Bringing the Magic

The reality-based fantasies of novelist Tomi Adeyemi

A black-and-white portrait of Tomi Adeyemi, alongside the covers of her novels "Children of Blood and Bone," "Children of Anguish and Anarchy," and "Children of Virtue and Vengeance."

Tomi Adeyemi 

There’s a story that Tomi Adeyemi ’15 often tells about the “big bang” moment that sparked Children of Blood and Bone—the Afrofuturist fantasy epic that made her famous at 24 years old and launched a young-adult trilogy that concluded this summer with Children of Anguish and Anarchy.

That big bang came on a rainy day in Rio de Janeiro, where Adeyemi, newly graduated with a degree in English, was spending the summer on a Harvard travel grant to study West African culture and mythology. She knew that Brazil had imported even more slaves through the Middle Passage than the United States had: “I thought, ‘There’s a story there.’” But the museum she needed to visit was closed for renovations, and when the rain started to pour, she ducked into a nearby gift shop. For sale inside were several ceramic plates depicting what looked like African gods and goddesses: dark-skinned and beautiful, dressed in vibrant reds and yellows, wielding torches and jeweled staffs.

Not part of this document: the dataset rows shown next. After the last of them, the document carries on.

impl ResourceClient for MemoryHub {
    fn get_tag(&self, name: &str) -> Result<Option<RemoteTag>> {
        let state = self.read("getTag");
        Ok(state.tags.get(name).map(|tag| RemoteTag {
            id: tag.id,
            name: name.to_string(),
            attributes: TagAttributes {
                arches: tag.arches.clone(),
                perm: tag.perm_id.and_then(|id| state.permission_name(id)),
                locked: tag.locked,
                maven_support: tag.maven_support,
                maven_include_all: tag.maven_include_all,
                extra: tag.extra.clone(),
            },
        }))
    }

    fn create_tag(&self, name: &str, attrs: &TagCreate) -> Result<TagId> {
        const OP: &str = "createTag";
        let mut state = self.write(OP);
        if state.tags.contains_key(name) {
            return Err(Error::remote(
                OP,
                format!("A tag with the name '{name}' already exists"),
            ));
        }
        state.check_permission(OP, attrs.perm)?;
        state.next_id += 1;
        let id = state.next_id;
        state.tags.insert(
            name.to_string(),
            StoredTag {
                id,
                arches: attrs.arches.clone(),
                perm_id: attrs.perm,
                locked: attrs.locked,
                maven_support: attrs.maven_support,
                maven_include_all: attrs.maven_include_all,
                extra: attrs.extra.clone(),
            },
        );
        Ok(id)
    }

    fn edit_tag(&self, name: &str, edits: &TagEdits) -> Result<()> {
        const OP: &str = "editTag2";
        let mut state = self.write(OP);
        if let Some(perm) = edits.perm {
            state.check_permission(OP, perm)?;
        }
        let tag = state.tag_mut(OP, name)?;
        if let Some(arches) = &edits.arches {
            tag.arches = arches.clone();
        }
        if let Some(perm) = edits.perm {
            tag.perm_id = perm;
        }
        if let Some(locked) = edits.locked {
            tag.locked = locked;
        }
        if let Some(maven_support) = edits.maven_support {
            tag.maven_support = maven_support;
        }
        if let Some(maven_include_all) = edits.maven_include_all {
            tag.maven_include_all = maven_include_all;
        }
        if let Some(extra) = &edits.extra {
            for (key, value) in extra {
                tag.extra.insert(key.clone(), value.clone());
            }
        }
        for key in &edits.remove_extra {
            tag.extra.remove(key);
        }
        Ok(())
    }

    fn delete_tag(&self, name: &str) -> Result<()> {
        const OP: &str = "deleteTag";
        let mut state = self.write(OP);
        let id = state.tag(OP, name)?.id;
        state.tags.remove(name);
        state.inheritance.remove(name);
        state.tag_external_repos.remove(name);
        state.packages.remove(name);
        for rules in state.inheritance.values_mut() {
            rules.retain(|rule| rule.parent_id != id);
        }
        Ok(())
    }

    fn get_inheritance(&self, name: &str) -> Result<Vec<InheritanceRule>> {
        const OP: &str = "getInheritanceData";
        let state = self.read(OP);
        state.tag(OP, name)?;
        Ok(state.inheritance.get(name).cloned().unwrap_or_default())
    }

    fn set_inheritance(&self, name: &str, rules: &[InheritanceRule], clear: bool) -> Result<()> {
        const OP: &str = "setInheritanceData";
        let mut state = self.write(OP);
        let child_id = state.tag(OP, name)?.id;
        for rule in rules {
            if state.tag_name_by_id(rule.parent_id).is_none() {
                return Err(Error::remote(
                    OP,
                    format!("No such tagInfo: {}", rule.parent_id),
                ));
            }
            if rule.parent_id == child_id {
                return Err(Error::remote(OP, format!("tag {name} cannot inherit from itself")));
            }
        }
        let current = state.inheritance.entry(name.to_string()).or_default();
        if clear {
            *current = rules.to_vec();
        } else {
            for rule in rules {
                match current.iter_mut().find(|r| r.parent_id == rule.parent_id) {
                    Some(existing) => *existing = rule.clone(),
                    None => current.push(rule.clone()),
                }
            }
        }
        Ok(())
    }

    fn get_external_repos(&self, name: &str) -> Result<Vec<ExternalRepoBinding>> {
        const OP: &str = "getTagExternalRepos";
        let state = self.read(OP);
        state.tag(OP, name)?;
        Ok(state.tag_external_repos.get(name).cloned().unwrap_or_default())
    }

    fn add_external_repo(&self, tag: &str, repo: &str, priority: i32) -> Result<()> {
        const OP: &str = "addExternalRepoToTag";
        let mut state = self.write(OP);
        state.tag(OP, tag)?;
        if !state.external_repos.contains(repo) {
            return Err(Error::remote(OP, format!("No such repo: {repo}")));
        }
        let bindings = state.tag_external_repos.entry(tag.to_string()).or_default();
        if bindings.iter().any(|b| b.repo == repo) {
            return Err(Error::remote(
                OP,
                format!("tag {tag} already associated with external repo {repo}"),
            ));
        }
        bindings.push(ExternalRepoBinding::new(repo, priority));
        Ok(())
    }

    fn edit_external_repo(&self, tag: &str, repo: &str, priority: i32) -> Result<()> {
        const OP: &str = "editTagExternalRepo";
        let mut state = self.write(OP);
        state.tag(OP, tag)?;
        let binding = state
            .tag_external_repos
            .get_mut(tag)
            .and_then(|bindings| bindings.iter_mut().find(|b| b.repo == repo))
            .ok_or_else(|| {
                Error::remote(
                    OP,
                    format!("external repo {repo} not associated with tag {tag}"),
                )
            })?;
        binding.priority = priority;
        Ok(())
    }

    fn remove_external_repo(&self, tag: &str, repo: &str) -> Result<()> {
        const OP: &str = "removeExternalRepoFromTag";
        let mut state = self.write(OP);
        state.tag(OP, tag)?;
        let bindings = state.tag_external_repos.entry(tag.to_string()).or_default();
        let before = bindings.len();
        bindings.retain(|b| b.repo != repo);
        if bindings.len() == before {
            return Err(Error::remote(
                OP,
                format!("external repo {repo} not associated with tag {tag}"),
            ));
        }
        Ok(())
    }

    fn list_packages(&self, tag_id: TagId) -> Result<Vec<PackageEntry>> {
        const OP: &str = "listPackages";
        let state = self.read(OP);
        let name = state
            .tag_name_by_id(tag_id)
            .ok_or_else(|| Error::remote(OP, format!("No such tagInfo: {tag_id}")))?;
        Ok(state.packages.get(&name).cloned().unwrap_or_default())
    }

    fn add_package(&self, tag: &str, package: &str, owner: &str) -> Result<()> {
        const OP: &str = "packageListAdd";
        let mut state = self.write(OP);
        state.tag(OP, tag)?;
        state.check_user(OP, owner)?;
        let list = state.packages.entry(tag.to_string()).or_default();
        if list.iter().any(|entry| entry.package == package) {
            return Err(Error::remote(
                OP,
                format!("package {package} already listed in tag {tag}"),
            ));
        }
        list.push(PackageEntry {
            package: package.to_string(),
            owner: owner.to_string(),
        });
        Ok(())
    }

    fn set_package_owner(&self, tag: &str, package: &str, owner: &str) -> Result<()> {
        const OP: &str = "packageListSetOwner";
        let mut state = self.write(OP);
        state.tag(OP, tag)?;
        state.check_user(OP, owner)?;
        state.listed_package(OP, tag, package)?.owner = owner.to_string();
        Ok(())
    }

    fn remove_package(&self, tag: &str, package: &str, owner: &str) -> Result<()> {
        const OP: &str = "packageListRemove";
        let mut state = self.write(OP);
        state.tag(OP, tag)?;
        let entry = state.listed_package(OP, tag, package)?;
        if entry.owner != owner {
            return Err(Error::remote(
                OP,
                format!(
                    "package {package} in tag {tag} is owned by {}, not {owner}",
                    entry.owner
                ),
            ));
        }
        if let Some(list) = state.packages.get_mut(tag) {
            list.retain(|entry| entry.package != package);
        }
        Ok(())
    }

    fn get_all_permissions(&self) -> Result<Vec<Permission>> {
        Ok(self.read("getAllPerms").permissions.clone())
    }

    fn grant_access(&self, user: &str, generator: &str, create: bool) -> Result<GrantOutcome> {
        const OP: &str = "grantCGAccess";
        let raw = self.write(OP).grant(user, generator, create);
        classify_grant_fault(raw)
    }

    fn revoke_access(&self, user: &str, generator: &str) -> Result<()> {
        const OP: &str = "revokeCGAccess";
        let mut state = self.write(OP);
        state.check_user(OP, user)?;
        if let Some(users) = state.content_generators.get_mut(generator) {
            users.remove(user);
        }
        Ok(())
    }
}
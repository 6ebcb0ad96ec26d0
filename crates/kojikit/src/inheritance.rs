//! Inheritance synchronizer
//!
//! Declared parents are expanded into full hub rule records and compared
//! with the current rule set as one ordered collection. Any difference
//! replaces the whole set in a single call.

use crate::context::ApplyContext;
use crate::error::{Error, Result};
use crate::report::ChangeReport;
use crate::types::{InheritanceLink, InheritanceRule, TagId};

/// Resolve every declared parent and build the rule records.
///
/// Fails with [`Error::UnresolvedParent`] before anything is written if a
/// parent does not exist.
pub fn build_rules(
    ctx: &ApplyContext,
    tag: &str,
    child_id: TagId,
    links: &[InheritanceLink],
) -> Result<Vec<InheritanceRule>> {
    links
        .iter()
        .map(|link| {
            let parent = ctx
                .client
                .get_tag(&link.parent)?
                .ok_or_else(|| Error::UnresolvedParent {
                    tag: tag.to_string(),
                    parent: link.parent.clone(),
                })?;
            Ok(InheritanceRule::new(
                child_id,
                parent.id,
                &link.parent,
                link.priority,
            ))
        })
        .collect()
}

/// Ensure the tag inherits from exactly the declared parents, in order.
pub fn sync_inheritance(
    ctx: &ApplyContext,
    tag: &str,
    child_id: TagId,
    links: &[InheritanceLink],
) -> Result<ChangeReport> {
    let rules = build_rules(ctx, tag, child_id, links)?;
    let current = ctx.client.get_inheritance(tag)?;

    let mut report = ChangeReport::new();
    if current == rules {
        return Ok(report);
    }

    let message = format!("inheritance is {}", describe(links));
    ctx.mutate(&message, |client| client.set_inheritance(tag, &rules, true))?;
    report.change(message);
    Ok(report)
}

fn describe(links: &[InheritanceLink]) -> String {
    let parts: Vec<String> = links.iter().map(ToString::to_string).collect();
    format!("[{}]", parts.join(", "))
}
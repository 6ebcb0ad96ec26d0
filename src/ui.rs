use colored::Colorize;
use kojikit::ChangeReport;

/// Print an info message
pub fn info(msg: &str) {
    println!("{} {}", "ℹ".blue(), msg);
}

/// Print a success message
pub fn success(msg: &str) {
    println!("{} {}", "✓".green(), msg);
}

/// Print a warning message
pub fn warn(msg: &str) {
    println!("{} {}", "⚠".yellow(), msg);
}

/// Print an error message
pub fn error(msg: &str) {
    eprintln!("{} {}", "✗".red(), msg);
}

/// Print a dim/muted message
pub fn dim(msg: &str) {
    println!("  {}", msg.dimmed());
}

/// Print a header/title
pub fn header(title: &str) {
    println!();
    println!("{}", title.bold());
    println!("{}", "─".repeat(title.chars().count()).dimmed());
}

/// Print a section header
pub fn section(title: &str) {
    println!();
    println!("{}", title.cyan().bold());
}

/// Print the change log of one resource under its own section
pub fn resource_report(title: &str, report: &ChangeReport) {
    section(title);
    if report.is_empty() {
        dim("no changes");
        return;
    }
    for line in &report.log {
        println!("  {} {}", "→".cyan(), line);
    }
}

/// One-line summary of a run
pub fn summary_line(changed: usize, total: usize, check: bool) -> String {
    let noun = if total == 1 { "resource" } else { "resources" };
    if check {
        format!("{changed} of {total} {noun} would change (check mode, nothing sent)")
    } else {
        format!("{changed} of {total} {noun} changed")
    }
}

// ============================================================================
// Tests
// ============================================================================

“I had no idea what I was looking at,” Adeyemi says, but she was transfixed. She called her Nigerian-immigrant parents back home in suburban Chicago, who told her about the Orishas, divine spirits in Yoruba religious culture (often deified ancestors or personified natural forces) that act as emissaries from God and help direct human events. “And in that moment,” she says, “the world of Orïsha”—the mythical West African country in her novels—“spread out in my mind like a 3D terrain map. I saw the battles and the magic, and riding through the jungle on a giant lion.” It would be another year and a half before her characters took shape, but the setting was there the whole time, humming with details, “like a theme park waiting for people to run through it.”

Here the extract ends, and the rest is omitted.